Chicago Supporters To Honor Freed Puerto Rico Nationalist
By Associated PressChicago Supporters To Honor Freed Puerto Rico Nationalist
By Associated PressUpdated 2:59 P.M. CT
CHICAGO (AP) — Supporters of a Puerto Rican nationalist freed from house arrest this week after decades in U.S. prisons planned Thursday to welcome him back to his former hometown of Chicago, where a procession was planned and a street sign bearing his name would be unveiled.

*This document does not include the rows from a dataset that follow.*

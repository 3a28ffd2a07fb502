//! Version control abstraction.
//!
//! Packages never run VCS commands themselves; they go through the [`Vcs`]
//! trait so that graph maintenance can be tested without a real repository.
//! Only git is supported for now, see [`Git`].

mod git;

use anyhow::Result;
use std::path::Path;

pub use git::{DEFAULT_REMOTE_NAME, Git};

/// Contract of a single version-control backend.
///
/// Every call blocks until the underlying process exits. There is no timeout:
/// a hung network fetch blocks the whole run.
#[cfg_attr(test, mockall::automock)]
pub trait Vcs: Send + Sync {
    /// Tag at HEAD if HEAD is exactly tagged, otherwise the short commit hash
    /// at HEAD. Fails with `NoVersionFound` when neither exists.
    fn scan_version(&self, path: &Path) -> Result<String>;

    /// Configured remote as `(name, url)`. Fails with `NoRemoteFound` when no
    /// remote is configured.
    fn scan_remote(&self, path: &Path) -> Result<(String, String)>;

    fn fetch_all(&self, path: &Path) -> Result<()>;

    fn latest_tag(&self, path: &Path) -> Result<String>;

    fn latest_commit(&self, path: &Path, reference: &str) -> Result<String>;

    /// Clone `remote_url` into `dest`, which must be empty or missing.
    fn clone_repo(&self, remote_url: &str, dest: &Path) -> Result<()>;

    fn checkout_revision(
        &self,
        path: &Path,
        remote_name: &str,
        branch: &str,
        revision: &str,
    ) -> Result<()>;

    /// Human readable list of commits between two revisions.
    fn log_revisions(&self, path: &Path, from_rev: &str, to_rev: &str) -> Result<String>;

    fn remote_change(
        &self,
        path: &Path,
        old_name: &str,
        new_name: &str,
        new_url: &str,
    ) -> Result<()>;

    /// Branch names available on the remote, without the remote prefix.
    fn remote_branches(&self, path: &Path) -> Result<Vec<String>>;
}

Those whose relatives died in bombings carried out by the Marxist-Leninist group that Oscar Lopez Rivera helped lead have derided attempts to cast the 74-year-old as a hero and criticized celebrations of his release scheduled for several U.S. cities in coming weeks.
Lopez, who moved from Puerto Rico to Chicago as a child, belonged to the Armed Forces of National Liberation, or FALN. It claimed more than 100 bombings in U.S. cities in the 1970s and ’80s, including multiple attacks at banks and corporate offices in Chicago.
Among the events scheduled for Thursday was the official dedication of “Oscar Lopez Rivera Way” and a procession in Humboldt Park, a West Side Chicago neighborhood. Puerto Rican flags fashioned from metal and arched over a thoroughfare indicate the origins of many of its residents.
At the urging of several congressmen, including Chicago Democrat Luis Gutierrez, then-President Barack Obama commuted Lopez’ sentence in January.
FALN’s most notorious attack was a 1975 bombing that killed four people and wounded 60 at Fraunces Tavern, a landmark restaurant in New York’s financial district.
Before Chicago’s City Council voted this year to bestow the street-naming honor on Lopez, the son of one of those killed in New York said in a Chicago Sun-Times op-ed that the proposal was “horrific.”
“A city under daily siege by violence, mayhem, fear and murder, may vote to honor a terrorist who trafficked in violence, mayhem, fear and murder,” wrote Joe Connor, whose father was Frank Connor.
But many backers saw Lopez as a political prisoner and note he wasn’t convicted of bombings. His 1981 convictions and 55-year sentence were for seditious conspiracy, armed robbery and other charges.
“He fought for a political ideal but he never committed a violent act,” Chicago Alderman Roberto Maldonado said in a Wednesday statement.